• ABOUT THIS TASK:
Look through the records, and wherever the string "codec" turns up, copy out that line.

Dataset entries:
···

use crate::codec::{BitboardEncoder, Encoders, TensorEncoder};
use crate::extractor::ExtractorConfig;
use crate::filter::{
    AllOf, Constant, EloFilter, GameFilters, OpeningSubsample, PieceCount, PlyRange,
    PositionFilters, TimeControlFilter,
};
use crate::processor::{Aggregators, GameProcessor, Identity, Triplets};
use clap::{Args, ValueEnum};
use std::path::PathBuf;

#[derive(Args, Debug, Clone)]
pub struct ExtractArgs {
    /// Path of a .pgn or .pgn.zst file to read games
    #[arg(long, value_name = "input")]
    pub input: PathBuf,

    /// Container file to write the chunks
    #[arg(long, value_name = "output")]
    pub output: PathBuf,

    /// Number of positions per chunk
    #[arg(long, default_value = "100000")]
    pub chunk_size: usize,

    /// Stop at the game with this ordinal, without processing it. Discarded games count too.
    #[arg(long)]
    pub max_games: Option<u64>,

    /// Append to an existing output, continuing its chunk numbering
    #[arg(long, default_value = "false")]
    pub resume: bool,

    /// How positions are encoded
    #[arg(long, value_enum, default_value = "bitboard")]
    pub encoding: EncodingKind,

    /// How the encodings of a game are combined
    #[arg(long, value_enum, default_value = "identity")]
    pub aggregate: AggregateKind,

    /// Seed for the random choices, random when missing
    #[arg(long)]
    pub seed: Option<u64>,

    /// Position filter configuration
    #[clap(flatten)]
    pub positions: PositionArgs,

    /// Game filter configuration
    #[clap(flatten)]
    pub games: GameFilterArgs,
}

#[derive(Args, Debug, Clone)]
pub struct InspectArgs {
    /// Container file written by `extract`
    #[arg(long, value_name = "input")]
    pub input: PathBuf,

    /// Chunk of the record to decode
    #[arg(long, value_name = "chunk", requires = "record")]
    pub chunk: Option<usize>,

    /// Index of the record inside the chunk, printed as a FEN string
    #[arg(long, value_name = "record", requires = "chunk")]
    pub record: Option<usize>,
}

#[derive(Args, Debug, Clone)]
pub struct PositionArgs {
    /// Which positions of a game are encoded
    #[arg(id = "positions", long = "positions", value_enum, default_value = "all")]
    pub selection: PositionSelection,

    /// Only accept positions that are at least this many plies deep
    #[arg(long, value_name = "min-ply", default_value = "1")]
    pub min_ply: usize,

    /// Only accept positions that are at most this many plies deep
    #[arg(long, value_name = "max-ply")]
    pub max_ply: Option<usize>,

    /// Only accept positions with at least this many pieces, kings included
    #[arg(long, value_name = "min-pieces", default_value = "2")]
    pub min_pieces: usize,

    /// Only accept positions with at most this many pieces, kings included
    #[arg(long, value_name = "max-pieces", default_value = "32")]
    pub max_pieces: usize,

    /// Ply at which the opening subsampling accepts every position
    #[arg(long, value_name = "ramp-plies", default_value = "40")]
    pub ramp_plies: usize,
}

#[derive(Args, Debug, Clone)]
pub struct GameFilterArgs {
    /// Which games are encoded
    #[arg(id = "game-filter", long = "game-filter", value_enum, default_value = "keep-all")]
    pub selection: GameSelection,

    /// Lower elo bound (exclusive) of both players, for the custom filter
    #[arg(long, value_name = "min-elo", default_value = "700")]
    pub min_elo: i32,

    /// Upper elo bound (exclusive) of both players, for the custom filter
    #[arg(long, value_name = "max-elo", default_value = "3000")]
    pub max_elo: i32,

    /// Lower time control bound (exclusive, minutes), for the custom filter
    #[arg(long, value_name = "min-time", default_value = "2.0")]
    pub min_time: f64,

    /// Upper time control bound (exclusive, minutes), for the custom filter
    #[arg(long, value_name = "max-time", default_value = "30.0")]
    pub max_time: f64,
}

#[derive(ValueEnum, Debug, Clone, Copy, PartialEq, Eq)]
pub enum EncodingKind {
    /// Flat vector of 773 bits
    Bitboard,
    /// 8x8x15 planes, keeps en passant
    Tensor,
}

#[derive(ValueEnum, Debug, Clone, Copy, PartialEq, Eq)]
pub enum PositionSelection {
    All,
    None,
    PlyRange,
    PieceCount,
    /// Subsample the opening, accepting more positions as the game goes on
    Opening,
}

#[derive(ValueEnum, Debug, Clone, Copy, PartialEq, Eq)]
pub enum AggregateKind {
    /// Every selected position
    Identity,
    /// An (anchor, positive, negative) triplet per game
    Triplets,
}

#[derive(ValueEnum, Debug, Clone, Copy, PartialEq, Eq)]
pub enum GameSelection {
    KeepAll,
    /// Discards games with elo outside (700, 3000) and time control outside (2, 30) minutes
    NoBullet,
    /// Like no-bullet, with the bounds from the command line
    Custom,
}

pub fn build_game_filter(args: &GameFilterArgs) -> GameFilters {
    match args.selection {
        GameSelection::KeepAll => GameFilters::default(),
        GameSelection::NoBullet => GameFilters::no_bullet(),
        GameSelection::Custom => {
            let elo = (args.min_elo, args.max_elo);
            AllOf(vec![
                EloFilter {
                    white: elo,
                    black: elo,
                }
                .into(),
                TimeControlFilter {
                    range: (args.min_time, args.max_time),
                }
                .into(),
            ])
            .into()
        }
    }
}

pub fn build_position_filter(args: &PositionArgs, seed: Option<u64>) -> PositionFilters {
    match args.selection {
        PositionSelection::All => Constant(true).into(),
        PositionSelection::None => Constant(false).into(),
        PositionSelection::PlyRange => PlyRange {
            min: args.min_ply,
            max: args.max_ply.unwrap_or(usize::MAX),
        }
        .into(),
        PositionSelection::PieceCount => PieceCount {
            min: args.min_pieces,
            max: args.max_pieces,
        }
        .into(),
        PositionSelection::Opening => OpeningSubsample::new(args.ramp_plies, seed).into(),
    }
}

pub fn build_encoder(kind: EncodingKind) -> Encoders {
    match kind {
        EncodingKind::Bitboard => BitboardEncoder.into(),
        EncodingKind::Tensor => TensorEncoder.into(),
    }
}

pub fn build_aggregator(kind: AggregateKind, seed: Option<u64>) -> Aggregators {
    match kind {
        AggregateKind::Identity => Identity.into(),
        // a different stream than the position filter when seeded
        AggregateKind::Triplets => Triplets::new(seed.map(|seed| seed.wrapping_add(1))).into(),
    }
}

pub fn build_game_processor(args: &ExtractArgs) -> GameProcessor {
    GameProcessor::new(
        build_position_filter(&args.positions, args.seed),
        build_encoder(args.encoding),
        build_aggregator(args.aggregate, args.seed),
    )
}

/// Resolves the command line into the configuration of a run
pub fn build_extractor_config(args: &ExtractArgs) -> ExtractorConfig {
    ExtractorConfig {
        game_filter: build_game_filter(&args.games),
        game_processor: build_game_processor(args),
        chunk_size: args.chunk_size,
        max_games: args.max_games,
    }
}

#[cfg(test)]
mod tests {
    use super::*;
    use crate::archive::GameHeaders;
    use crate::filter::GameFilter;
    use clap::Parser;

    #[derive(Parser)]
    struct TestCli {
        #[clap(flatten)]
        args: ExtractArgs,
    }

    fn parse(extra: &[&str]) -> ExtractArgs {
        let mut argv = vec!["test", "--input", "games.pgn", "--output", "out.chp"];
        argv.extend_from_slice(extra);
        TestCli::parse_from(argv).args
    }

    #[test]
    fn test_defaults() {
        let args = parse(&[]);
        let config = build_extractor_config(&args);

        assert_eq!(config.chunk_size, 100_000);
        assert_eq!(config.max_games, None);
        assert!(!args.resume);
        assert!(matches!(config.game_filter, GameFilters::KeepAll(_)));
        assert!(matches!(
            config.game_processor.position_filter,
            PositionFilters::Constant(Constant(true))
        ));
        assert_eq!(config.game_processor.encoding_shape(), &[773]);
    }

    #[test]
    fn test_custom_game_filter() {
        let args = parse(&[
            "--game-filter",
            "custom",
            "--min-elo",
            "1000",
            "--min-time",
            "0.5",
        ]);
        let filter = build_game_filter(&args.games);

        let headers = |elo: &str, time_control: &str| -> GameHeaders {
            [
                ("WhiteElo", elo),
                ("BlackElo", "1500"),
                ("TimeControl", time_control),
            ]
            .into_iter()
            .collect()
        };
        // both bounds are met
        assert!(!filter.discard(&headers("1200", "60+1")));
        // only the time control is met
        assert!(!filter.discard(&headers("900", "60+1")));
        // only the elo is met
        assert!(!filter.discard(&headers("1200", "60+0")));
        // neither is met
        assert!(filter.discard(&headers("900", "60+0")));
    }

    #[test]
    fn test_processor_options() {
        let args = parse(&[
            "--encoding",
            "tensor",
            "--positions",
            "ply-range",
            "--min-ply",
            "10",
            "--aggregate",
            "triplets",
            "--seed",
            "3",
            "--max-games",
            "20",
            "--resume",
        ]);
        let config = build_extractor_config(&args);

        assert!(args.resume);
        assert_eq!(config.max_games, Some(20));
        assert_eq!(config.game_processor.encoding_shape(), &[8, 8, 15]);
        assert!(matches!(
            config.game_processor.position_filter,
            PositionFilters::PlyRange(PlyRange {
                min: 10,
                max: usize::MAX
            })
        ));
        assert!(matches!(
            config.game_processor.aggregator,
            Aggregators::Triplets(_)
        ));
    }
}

···

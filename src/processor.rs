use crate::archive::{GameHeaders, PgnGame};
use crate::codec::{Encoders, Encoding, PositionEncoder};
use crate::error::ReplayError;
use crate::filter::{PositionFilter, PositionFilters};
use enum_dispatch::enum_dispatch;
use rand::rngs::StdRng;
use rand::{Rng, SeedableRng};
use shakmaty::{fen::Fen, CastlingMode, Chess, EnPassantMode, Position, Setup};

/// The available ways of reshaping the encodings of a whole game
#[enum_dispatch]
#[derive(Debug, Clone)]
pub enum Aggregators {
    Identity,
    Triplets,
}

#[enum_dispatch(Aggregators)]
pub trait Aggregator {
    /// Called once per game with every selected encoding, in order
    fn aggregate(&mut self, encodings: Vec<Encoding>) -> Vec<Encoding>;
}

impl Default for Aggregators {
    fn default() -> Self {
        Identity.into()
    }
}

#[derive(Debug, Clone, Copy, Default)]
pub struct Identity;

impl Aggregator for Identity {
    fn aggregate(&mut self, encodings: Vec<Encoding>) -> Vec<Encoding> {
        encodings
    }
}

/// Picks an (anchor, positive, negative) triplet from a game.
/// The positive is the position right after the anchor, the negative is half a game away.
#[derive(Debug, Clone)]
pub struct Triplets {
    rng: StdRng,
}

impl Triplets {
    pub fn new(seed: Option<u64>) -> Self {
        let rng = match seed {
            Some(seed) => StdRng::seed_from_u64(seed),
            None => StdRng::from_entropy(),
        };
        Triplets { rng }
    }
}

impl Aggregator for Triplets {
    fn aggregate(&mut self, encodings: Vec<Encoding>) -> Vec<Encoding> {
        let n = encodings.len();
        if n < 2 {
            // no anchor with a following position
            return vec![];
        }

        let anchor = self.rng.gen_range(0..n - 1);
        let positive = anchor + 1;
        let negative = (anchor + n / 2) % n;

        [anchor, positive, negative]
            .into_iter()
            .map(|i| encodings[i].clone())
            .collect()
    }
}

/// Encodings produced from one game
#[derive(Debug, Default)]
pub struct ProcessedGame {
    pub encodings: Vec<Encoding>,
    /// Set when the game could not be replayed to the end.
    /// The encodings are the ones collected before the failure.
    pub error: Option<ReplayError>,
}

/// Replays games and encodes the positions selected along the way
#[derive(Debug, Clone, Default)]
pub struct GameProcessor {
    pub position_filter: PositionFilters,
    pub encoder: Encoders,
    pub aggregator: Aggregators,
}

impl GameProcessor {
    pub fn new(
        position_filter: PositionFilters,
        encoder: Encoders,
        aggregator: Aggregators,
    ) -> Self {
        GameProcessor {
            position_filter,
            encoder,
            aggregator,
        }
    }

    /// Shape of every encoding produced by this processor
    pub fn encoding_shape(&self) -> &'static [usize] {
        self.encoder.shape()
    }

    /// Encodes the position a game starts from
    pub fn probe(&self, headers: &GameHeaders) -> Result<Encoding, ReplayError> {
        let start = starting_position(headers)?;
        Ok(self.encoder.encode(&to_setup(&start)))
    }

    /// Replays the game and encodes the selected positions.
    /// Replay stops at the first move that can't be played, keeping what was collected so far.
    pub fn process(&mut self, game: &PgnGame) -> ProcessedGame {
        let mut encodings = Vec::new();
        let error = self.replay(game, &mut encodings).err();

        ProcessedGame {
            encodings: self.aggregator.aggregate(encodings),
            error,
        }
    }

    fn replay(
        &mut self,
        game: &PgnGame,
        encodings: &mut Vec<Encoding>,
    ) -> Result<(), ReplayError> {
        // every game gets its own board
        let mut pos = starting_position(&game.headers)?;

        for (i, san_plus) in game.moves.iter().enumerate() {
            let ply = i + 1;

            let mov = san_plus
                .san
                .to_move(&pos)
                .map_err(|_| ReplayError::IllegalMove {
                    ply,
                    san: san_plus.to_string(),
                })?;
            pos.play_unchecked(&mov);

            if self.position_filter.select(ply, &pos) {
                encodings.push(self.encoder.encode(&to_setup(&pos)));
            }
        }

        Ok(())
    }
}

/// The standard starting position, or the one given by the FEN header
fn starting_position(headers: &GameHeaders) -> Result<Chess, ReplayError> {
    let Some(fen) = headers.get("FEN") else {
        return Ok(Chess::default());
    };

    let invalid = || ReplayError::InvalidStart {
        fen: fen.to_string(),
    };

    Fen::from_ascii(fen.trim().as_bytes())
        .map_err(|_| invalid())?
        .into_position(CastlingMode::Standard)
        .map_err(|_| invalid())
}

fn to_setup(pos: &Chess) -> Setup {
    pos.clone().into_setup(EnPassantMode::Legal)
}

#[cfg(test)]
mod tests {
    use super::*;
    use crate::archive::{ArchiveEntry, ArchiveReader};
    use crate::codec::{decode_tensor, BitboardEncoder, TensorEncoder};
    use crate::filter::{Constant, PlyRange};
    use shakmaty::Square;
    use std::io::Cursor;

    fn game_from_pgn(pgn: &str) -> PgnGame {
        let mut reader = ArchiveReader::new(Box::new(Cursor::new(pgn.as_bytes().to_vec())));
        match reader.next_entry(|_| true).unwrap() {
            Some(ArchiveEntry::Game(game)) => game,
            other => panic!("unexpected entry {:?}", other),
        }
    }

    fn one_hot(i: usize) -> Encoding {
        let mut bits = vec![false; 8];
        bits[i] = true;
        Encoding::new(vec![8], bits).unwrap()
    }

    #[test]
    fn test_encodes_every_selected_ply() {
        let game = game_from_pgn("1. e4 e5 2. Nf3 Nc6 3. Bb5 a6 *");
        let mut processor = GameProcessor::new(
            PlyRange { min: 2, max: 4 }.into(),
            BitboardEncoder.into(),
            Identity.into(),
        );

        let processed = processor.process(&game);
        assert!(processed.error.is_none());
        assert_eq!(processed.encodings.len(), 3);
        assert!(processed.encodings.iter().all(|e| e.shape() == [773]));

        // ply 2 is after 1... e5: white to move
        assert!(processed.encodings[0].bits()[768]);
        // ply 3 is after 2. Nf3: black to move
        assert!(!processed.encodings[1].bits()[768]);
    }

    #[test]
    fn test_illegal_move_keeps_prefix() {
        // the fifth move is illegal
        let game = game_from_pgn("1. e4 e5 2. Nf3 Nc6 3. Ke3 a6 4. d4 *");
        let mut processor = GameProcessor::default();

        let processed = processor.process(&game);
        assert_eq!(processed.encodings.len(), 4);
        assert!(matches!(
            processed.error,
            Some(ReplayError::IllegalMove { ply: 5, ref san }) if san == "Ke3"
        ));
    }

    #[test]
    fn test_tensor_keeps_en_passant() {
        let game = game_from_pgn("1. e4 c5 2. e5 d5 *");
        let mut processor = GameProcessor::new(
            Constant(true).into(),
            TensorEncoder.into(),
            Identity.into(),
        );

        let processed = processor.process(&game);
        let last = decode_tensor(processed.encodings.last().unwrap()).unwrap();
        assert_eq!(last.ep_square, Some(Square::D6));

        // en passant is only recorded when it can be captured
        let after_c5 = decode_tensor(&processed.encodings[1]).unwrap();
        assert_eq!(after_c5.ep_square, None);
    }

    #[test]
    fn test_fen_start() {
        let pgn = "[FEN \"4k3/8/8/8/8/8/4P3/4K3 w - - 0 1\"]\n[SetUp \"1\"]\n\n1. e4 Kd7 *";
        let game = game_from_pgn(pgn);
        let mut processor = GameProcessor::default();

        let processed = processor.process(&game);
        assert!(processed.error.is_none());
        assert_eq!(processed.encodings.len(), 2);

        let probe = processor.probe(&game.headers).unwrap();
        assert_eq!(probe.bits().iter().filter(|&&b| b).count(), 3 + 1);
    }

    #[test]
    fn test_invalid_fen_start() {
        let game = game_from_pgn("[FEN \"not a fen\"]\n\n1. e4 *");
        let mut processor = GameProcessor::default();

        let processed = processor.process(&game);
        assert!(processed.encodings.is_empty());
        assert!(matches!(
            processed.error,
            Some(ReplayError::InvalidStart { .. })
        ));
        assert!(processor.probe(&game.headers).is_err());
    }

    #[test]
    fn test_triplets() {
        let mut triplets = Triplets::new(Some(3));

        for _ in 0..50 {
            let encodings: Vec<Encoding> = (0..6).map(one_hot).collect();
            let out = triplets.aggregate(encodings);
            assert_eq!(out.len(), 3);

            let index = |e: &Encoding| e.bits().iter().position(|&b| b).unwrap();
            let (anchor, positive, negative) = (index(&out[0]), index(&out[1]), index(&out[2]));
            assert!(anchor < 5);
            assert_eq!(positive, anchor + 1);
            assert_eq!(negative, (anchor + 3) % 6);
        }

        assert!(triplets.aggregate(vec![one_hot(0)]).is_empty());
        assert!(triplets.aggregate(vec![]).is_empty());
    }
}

···

• EXERCISE ANSWER:
use crate::codec::{BitboardEncoder, Encoders, TensorEncoder};
use crate::codec::{Encoders, Encoding, PositionEncoder};
    use crate::codec::{decode_tensor, BitboardEncoder, TensorEncoder};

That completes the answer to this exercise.